PEGylation of indium phosphide quantum dots prevents quantum dot mediated platelet activation†

Abstract

Quantum dots (QDs) are semiconducting inorganic nanocrystals, that have garnered interest in biological and medical spheres due, to their potential benefits in biomedical imaging and drug-delivery systems. Indium phosphide QDs shelled with zinc sulphide (InP/ZnS) are viewed as more biocompatible than previous heavy metal based QDs. However, little is known about how InP/ZnS QDs affect a key blood cell, the platelet. Understanding how platelets interact with QDs is critical as unwanted activation can lead to pathological thrombus formation. Herein, we demonstrate PEGylation of InP/ZnS QDs coated with lipoic acid (QD-LA) or coated with penicillamine (QD-Pen) surface ligands induced markedly less platelet aggregation, platelet–QD interactions, integrin activation, alpha granule secretion and restored platelet spreading in washed platelets in comparison to their non-PEGylated counterparts.

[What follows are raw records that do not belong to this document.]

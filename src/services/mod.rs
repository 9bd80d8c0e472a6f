pub(crate) mod documents;
pub(crate) mod model_output;
pub(crate) mod nim_client;
pub(crate) mod prompts;
#[tokio::main]
async fn main() -> anyhow::Result<()> {
    if let Err(e) = grader_agent::run().await {
        eprintln!("grader-backend fatal: {e:#}");
        std::process::exit(1);
    }
    Ok(())
}
use std::time::Instant;

use anyhow::Context;
use async_trait::async_trait;
use reqwest::Client;
use serde::Serialize;
use serde_json::{json, Map, Value};
use thiserror::Error;

use crate::core::config::Settings;
use crate::core::metrics;

const DEFAULT_TEMPERATURE: f64 = 0.2;
const DEFAULT_MAX_TOKENS: u32 = 1024;

#[derive(Debug, Clone, Copy, PartialEq, Eq, Serialize)]
#[serde(rename_all = "lowercase")]
pub(crate) enum ChatRole {
    System,
    User,
}

#[derive(Debug, Clone, PartialEq, Serialize)]
pub(crate) struct ChatMessage {
    pub(crate) role: ChatRole,
    pub(crate) content: String,
}

impl ChatMessage {
    pub(crate) fn system(content: impl Into<String>) -> Self {
        Self { role: ChatRole::System, content: content.into() }
    }

    pub(crate) fn user(content: impl Into<String>) -> Self {
        Self { role: ChatRole::User, content: content.into() }
    }
}

/// One chat-completion call. `model: None` uses the configured chat model.
#[derive(Debug, Clone)]
pub(crate) struct ChatRequest {
    pub(crate) messages: Vec<ChatMessage>,
    pub(crate) model: Option<String>,
    pub(crate) temperature: f64,
    pub(crate) max_tokens: u32,
    pub(crate) extra: Map<String, Value>,
}

impl ChatRequest {
    pub(crate) fn new(messages: Vec<ChatMessage>) -> Self {
        Self {
            messages,
            model: None,
            temperature: DEFAULT_TEMPERATURE,
            max_tokens: DEFAULT_MAX_TOKENS,
            extra: Map::new(),
        }
    }

    pub(crate) fn with_model(mut self, model: impl Into<String>) -> Self {
        self.model = Some(model.into());
        self
    }

    pub(crate) fn with_temperature(mut self, temperature: f64) -> Self {
        self.temperature = temperature;
        self
    }

    pub(crate) fn with_max_tokens(mut self, max_tokens: u32) -> Self {
        self.max_tokens = max_tokens;
        self
    }

    /// Extra payload options are merged last and override the typed fields.
    pub(crate) fn with_option(mut self, key: impl Into<String>, value: Value) -> Self {
        self.extra.insert(key.into(), value);
        self
    }
}

#[derive(Debug, Error)]
pub(crate) enum GatewayError {
    #[error("no {0} model configured; set NIM_CHAT_MODEL / NIM_EMBED_MODEL")]
    MissingModel(&'static str),
    #[error("NIM {operation} failed: {source}")]
    Transport {
        operation: &'static str,
        #[source]
        source: reqwest::Error,
    },
    #[error("NIM {operation} failed ({status}): {message} - {}", render_body(.body))]
    Api { operation: &'static str, status: u16, message: String, body: Option<Value> },
    #[error("NIM {operation} returned an unusable body: {detail}")]
    InvalidBody { operation: &'static str, detail: String },
}

/// Hosted model API as seen by the request handlers.
#[async_trait]
pub(crate) trait LlmGateway: Send + Sync {
    /// The chat model used when a request does not name one.
    fn default_chat_model(&self) -> Option<&str>;

    /// Returns the upstream response body untouched.
    async fn chat_completion(&self, request: ChatRequest) -> Result<Value, GatewayError>;

    /// One vector per input text, in input order.
    async fn embedding(
        &self,
        texts: &[String],
        model: Option<&str>,
        extra: Map<String, Value>,
    ) -> Result<Vec<Vec<f32>>, GatewayError>;
}

/// Client for an OpenAI-compatible NIM endpoint.
#[derive(Debug, Clone)]
pub(crate) struct NimClient {
    client: Client,
    api_key: String,
    base_url: String,
    chat_model: Option<String>,
    embed_model: Option<String>,
}

impl NimClient {
    pub(crate) fn new(
        base_url: &str,
        api_key: &str,
        chat_model: Option<String>,
        embed_model: Option<String>,
    ) -> anyhow::Result<Self> {
        let client = Client::builder().build().context("Failed to build NIM HTTP client")?;

        if api_key.is_empty() {
            tracing::warn!(
                "NIM_API_KEY is not set. Calls to chat_completion/embedding will fail until a valid key is provided"
            );
        }

        Ok(Self {
            client,
            api_key: api_key.to_string(),
            base_url: base_url.trim_end_matches('/').to_string(),
            chat_model,
            embed_model,
        })
    }

    pub(crate) fn from_settings(settings: &Settings) -> anyhow::Result<Self> {
        let nim = settings.nim();
        Self::new(&nim.base_url, &nim.api_key, nim.chat_model.clone(), nim.embed_model.clone())
    }

    async fn post_json(
        &self,
        operation: &'static str,
        path: &str,
        payload: &Value,
    ) -> Result<Value, GatewayError> {
        let url = format!("{}/{path}", self.base_url);
        let mut request = self.client.post(&url).json(payload);
        if !self.api_key.is_empty() {
            request = request.bearer_auth(&self.api_key);
        }

        let response =
            request.send().await.map_err(|source| GatewayError::Transport { operation, source })?;
        let status = response.status();
        let raw_body =
            response.text().await.map_err(|source| GatewayError::Transport { operation, source })?;
        let parsed = serde_json::from_str::<Value>(&raw_body).ok();

        if !status.is_success() {
            let message = parsed.as_ref().and_then(extract_error_message).unwrap_or_else(|| {
                status.canonical_reason().unwrap_or("unknown upstream error").to_string()
            });
            return Err(GatewayError::Api { operation, status: status.as_u16(), message, body: parsed });
        }

        parsed.ok_or_else(|| GatewayError::InvalidBody {
            operation,
            detail: format!("non-JSON body: {}", truncate_chars(&raw_body, 200)),
        })
    }
}

#[async_trait]
impl LlmGateway for NimClient {
    fn default_chat_model(&self) -> Option<&str> {
        self.chat_model.as_deref()
    }

    async fn chat_completion(&self, request: ChatRequest) -> Result<Value, GatewayError> {
        let model = request
            .model
            .clone()
            .filter(|model| !model.is_empty())
            .or_else(|| self.chat_model.clone())
            .ok_or(GatewayError::MissingModel("chat"))?;

        tracing::info!(
            model = %model,
            messages = request.messages.len(),
            "Calling NIM chat model"
        );

        let mut payload = Map::new();
        payload.insert("model".to_string(), json!(model));
        payload.insert("messages".to_string(), json!(request.messages));
        payload.insert("temperature".to_string(), json!(request.temperature));
        payload.insert("max_tokens".to_string(), json!(request.max_tokens));
        payload.extend(request.extra);

        let timer = Instant::now();
        match self.post_json("chat", "chat/completions", &Value::Object(payload)).await {
            Ok(body) => {
                metrics::record_llm_call("chat", "ok");
                let tokens_used = body.pointer("/usage/total_tokens").and_then(Value::as_u64);
                tracing::info!(
                    model = %model,
                    duration_seconds = timer.elapsed().as_secs_f64(),
                    tokens_used,
                    "NIM chat completed"
                );
                Ok(body)
            }
            Err(err) => {
                metrics::record_llm_call("chat", "error");
                tracing::error!(model = %model, error = %err, "Error calling NIM chat model");
                Err(err)
            }
        }
    }

    async fn embedding(
        &self,
        texts: &[String],
        model: Option<&str>,
        extra: Map<String, Value>,
    ) -> Result<Vec<Vec<f32>>, GatewayError> {
        let model = model
            .filter(|model| !model.is_empty())
            .map(ToString::to_string)
            .or_else(|| self.embed_model.clone())
            .ok_or(GatewayError::MissingModel("embedding"))?;

        tracing::info!(model = %model, texts = texts.len(), "Calling NIM embedding model");

        let mut payload = Map::new();
        payload.insert("model".to_string(), json!(model));
        payload.insert("input".to_string(), json!(texts));
        payload.extend(extra);

        let result = self
            .post_json("embedding", "embeddings", &Value::Object(payload))
            .await
            .and_then(|body| parse_embeddings(&body));

        match result {
            Ok(vectors) => {
                metrics::record_llm_call("embedding", "ok");
                Ok(vectors)
            }
            Err(err) => {
                metrics::record_llm_call("embedding", "error");
                tracing::error!(model = %model, error = %err, "Error calling NIM embedding model");
                Err(err)
            }
        }
    }
}

fn parse_embeddings(body: &Value) -> Result<Vec<Vec<f32>>, GatewayError> {
    let invalid = |detail: &str| GatewayError::InvalidBody {
        operation: "embedding",
        detail: detail.to_string(),
    };

    let mut entries = body
        .get("data")
        .and_then(Value::as_array)
        .ok_or_else(|| invalid("missing 'data' array"))?
        .iter()
        .enumerate()
        .map(|(position, item)| {
            let index = item.get("index").and_then(Value::as_u64).unwrap_or(position as u64);
            let vector = item
                .get("embedding")
                .and_then(Value::as_array)
                .ok_or_else(|| invalid("entry without 'embedding' array"))?
                .iter()
                .map(|value| value.as_f64().map(|number| number as f32))
                .collect::<Option<Vec<f32>>>()
                .ok_or_else(|| invalid("non-numeric embedding component"))?;
            Ok((index, vector))
        })
        .collect::<Result<Vec<_>, GatewayError>>()?;

    entries.sort_by_key(|(index, _)| *index);
    Ok(entries.into_iter().map(|(_, vector)| vector).collect())
}

fn extract_error_message(payload: &Value) -> Option<String> {
    if let Some(error) = payload.get("error") {
        if let Some(message) = error.get("message").and_then(Value::as_str) {
            return Some(message.to_string());
        }
        if let Some(text) = error.as_str() {
            return Some(text.to_string());
        }
    }

    if let Some(detail) = payload.get("detail") {
        if let Some(text) = detail.as_str() {
            return Some(text.to_string());
        }
        if let Some(items) = detail.as_array() {
            let joined = items
                .iter()
                .filter_map(|item| {
                    item.get("msg")
                        .and_then(Value::as_str)
                        .or_else(|| item.get("message").and_then(Value::as_str))
                })
                .collect::<Vec<_>>()
                .join("; ");
            if !joined.is_empty() {
                return Some(joined);
            }
        }
    }

    payload.get("message").and_then(Value::as_str).map(ToString::to_string)
}

fn render_body(body: &Option<Value>) -> String {
    body.as_ref().map(Value::to_string).unwrap_or_else(|| "None".to_string())
}

fn truncate_chars(text: &str, limit: usize) -> String {
    text.chars().take(limit).collect()
}
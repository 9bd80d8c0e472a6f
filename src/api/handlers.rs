use axum::{extract::State, http::StatusCode, response::IntoResponse, Json};
use std::collections::HashMap;

use crate::core::metrics;
use crate::core::state::AppState;
use crate::schemas::{HealthResponse, RootResponse};

pub(crate) async fn root() -> Json<RootResponse> {
    Json(RootResponse {
        message: "Grader Agent API".to_string(),
        version: env!("CARGO_PKG_VERSION").to_string(),
    })
}

pub(crate) async fn healthz(State(state): State<AppState>) -> Json<HealthResponse> {
    let mut status = "healthy".to_string();
    let mut components = HashMap::new();

    let nim = state.settings().nim();
    if nim.api_key.is_empty() {
        components.insert("nim".to_string(), "missing api key".to_string());
        status = "degraded".to_string();
    } else {
        components.insert("nim".to_string(), "configured".to_string());
    }

    match state.llm().default_chat_model() {
        Some(model) => {
            components.insert("chat_model".to_string(), model.to_string());
        }
        None => {
            components.insert("chat_model".to_string(), "unset".to_string());
            status = "degraded".to_string();
        }
    }

    Json(HealthResponse { service: "grader-api".to_string(), status, components })
}

pub(crate) async fn metrics(State(state): State<AppState>) -> impl IntoResponse {
    if !state.settings().telemetry().prometheus_enabled {
        return StatusCode::NOT_FOUND.into_response();
    }

    match metrics::render() {
        Some(body) => ([(axum::http::header::CONTENT_TYPE, "text/plain; version=0.0.4")], body)
            .into_response(),
        None => StatusCode::SERVICE_UNAVAILABLE.into_response(),
    }
}
pub(crate) mod api;
pub(crate) mod core;
pub(crate) mod launcher;
pub(crate) mod schemas;
pub(crate) mod services;

#[cfg(test)]
mod test_support;

use std::sync::Arc;

use crate::core::{
    config::{LauncherSettings, Settings},
    state::AppState,
    telemetry,
};
use crate::services::nim_client::NimClient;


pub async fn run() -> anyhow::Result<()> {
    dotenvy::dotenv().ok();

    let settings = Settings::load()?;
    telemetry::init_tracing(settings.telemetry())?;
    core::metrics::init(&settings)?;

    let nim = NimClient::from_settings(&settings)?;
    let state = AppState::new(settings, Arc::new(nim));

    let app = api::router::router(state.clone());
    let listener = tokio::net::TcpListener::bind(state.settings().server_addr()).await?;

    tracing::info!(
        host = %state.settings().server_host(),
        port = state.settings().server_port(),
        environment = %state.settings().runtime().environment.as_str(),
        nim_base_url = %state.settings().nim().base_url,
        "Grader API listening"
    );

    axum::serve(listener, app).with_graceful_shutdown(core::shutdown::shutdown_signal()).await?;

    tracing::info!("Grader API stopped");
    Ok(())
}

pub async fn run_launcher() -> anyhow::Result<()> {
    dotenvy::dotenv().ok();

    let settings = LauncherSettings::load()?;
    telemetry::init_tracing(&settings.telemetry)?;

    launcher::run(settings).await
}
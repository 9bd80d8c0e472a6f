use std::path::PathBuf;
use std::process::ExitStatus;
use std::time::Duration;

use anyhow::Context;
use tokio::process::{Child, Command};

/// Program, arguments, working directory and extra environment for one child.
#[derive(Debug, Clone, PartialEq, Eq)]
pub(crate) struct CommandSpec {
    pub(crate) program: PathBuf,
    pub(crate) args: Vec<String>,
    pub(crate) cwd: Option<PathBuf>,
    pub(crate) env: Vec<(String, String)>,
}

impl CommandSpec {
    pub(crate) fn new(program: impl Into<PathBuf>) -> Self {
        Self { program: program.into(), args: Vec::new(), cwd: None, env: Vec::new() }
    }

    pub(crate) fn args<I, S>(mut self, args: I) -> Self
    where
        I: IntoIterator<Item = S>,
        S: Into<String>,
    {
        self.args.extend(args.into_iter().map(Into::into));
        self
    }

    pub(crate) fn current_dir(mut self, dir: impl Into<PathBuf>) -> Self {
        self.cwd = Some(dir.into());
        self
    }

    pub(crate) fn env(mut self, key: impl Into<String>, value: impl Into<String>) -> Self {
        self.env.push((key.into(), value.into()));
        self
    }

    pub(crate) fn display(&self) -> String {
        std::iter::once(self.program.display().to_string())
            .chain(self.args.iter().cloned())
            .collect::<Vec<_>>()
            .join(" ")
    }

    fn to_command(&self) -> Command {
        let mut command = Command::new(&self.program);
        command.args(&self.args);
        command.envs(self.env.iter().map(|(key, value)| (key.as_str(), value.as_str())));
        if let Some(dir) = &self.cwd {
            command.current_dir(dir);
        }
        command
    }

    /// Runs the command to completion with inherited stdio.
    pub(crate) async fn status(&self) -> anyhow::Result<ExitStatus> {
        self.to_command()
            .status()
            .await
            .with_context(|| format!("failed to run `{}`", self.display()))
    }
}

pub(crate) struct ManagedChild {
    name: &'static str,
    child: Child,
}

impl ManagedChild {
    pub(crate) fn spawn(name: &'static str, spec: &CommandSpec) -> anyhow::Result<Self> {
        let child = spec
            .to_command()
            .kill_on_drop(true)
            .spawn()
            .with_context(|| format!("failed to start {name}: `{}`", spec.display()))?;
        tracing::info!(process = name, pid = ?child.id(), command = %spec.display(), "Process started");
        Ok(Self { name, child })
    }

    pub(crate) async fn wait(&mut self) -> std::io::Result<ExitStatus> {
        self.child.wait().await
    }

    pub(crate) fn is_running(&mut self) -> bool {
        matches!(self.child.try_wait(), Ok(None))
    }

    /// Asks a running child to stop: SIGINT where available, a hard kill otherwise.
    pub(crate) fn interrupt(&mut self) {
        if !self.is_running() {
            return;
        }
        tracing::info!(process = self.name, "Terminating process");

        #[cfg(unix)]
        if let Some(pid) = self.child.id().and_then(|pid| i32::try_from(pid).ok()) {
            use nix::sys::signal::{kill, Signal};
            use nix::unistd::Pid;

            match kill(Pid::from_raw(pid), Signal::SIGINT) {
                Ok(()) => return,
                Err(err) => {
                    tracing::warn!(process = self.name, error = %err, "SIGINT failed; killing")
                }
            }
        }

        if let Err(err) = self.child.start_kill() {
            tracing::warn!(process = self.name, error = %err, "Failed to kill process");
        }
    }

    /// Waits up to `grace` for the child to exit, then kills it.
    pub(crate) async fn wait_or_kill(&mut self, grace: Duration) {
        match tokio::time::timeout(grace, self.child.wait()).await {
            Ok(Ok(status)) => tracing::info!(process = self.name, %status, "Process stopped"),
            Ok(Err(err)) => {
                tracing::warn!(process = self.name, error = %err, "Failed to wait for process")
            }
            Err(_) => {
                tracing::warn!(
                    process = self.name,
                    grace_secs = grace.as_secs(),
                    "Process did not stop in time; killing"
                );
                if let Err(err) = self.child.kill().await {
                    tracing::warn!(process = self.name, error = %err, "Failed to kill process");
                }
            }
        }
    }
}
use validator::Validate;

use crate::api::errors::ApiError;
use crate::services::documents::DocumentKind;

pub(crate) fn validate_document_upload(filename: Option<&str>) -> Result<DocumentKind, ApiError> {
    let filename = filename
        .map(str::trim)
        .filter(|name| !name.is_empty())
        .ok_or_else(|| ApiError::BadRequest("Uploaded file must have a filename".to_string()))?;

    DocumentKind::from_filename(filename).map_err(|err| ApiError::BadRequest(err.to_string()))
}

pub(crate) fn validate_payload(payload: &impl Validate) -> Result<(), ApiError> {
    payload.validate().map_err(|e| ApiError::BadRequest(e.to_string()))
}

Furthermore, in whole blood, PEGylation of QDs reduced the number of QDs in the thrombus, thereby helping to minimise the chance of dysfunctional thrombus formation. Overall, we show that QD PEGylation is important to help prevent QD mediated platelet activation. In combination with the most biocompatible coating, PEGylation markedly reduced platelet activation, widening the concentrations at which QDs were viable for development as potential drug delivery or imaging agents.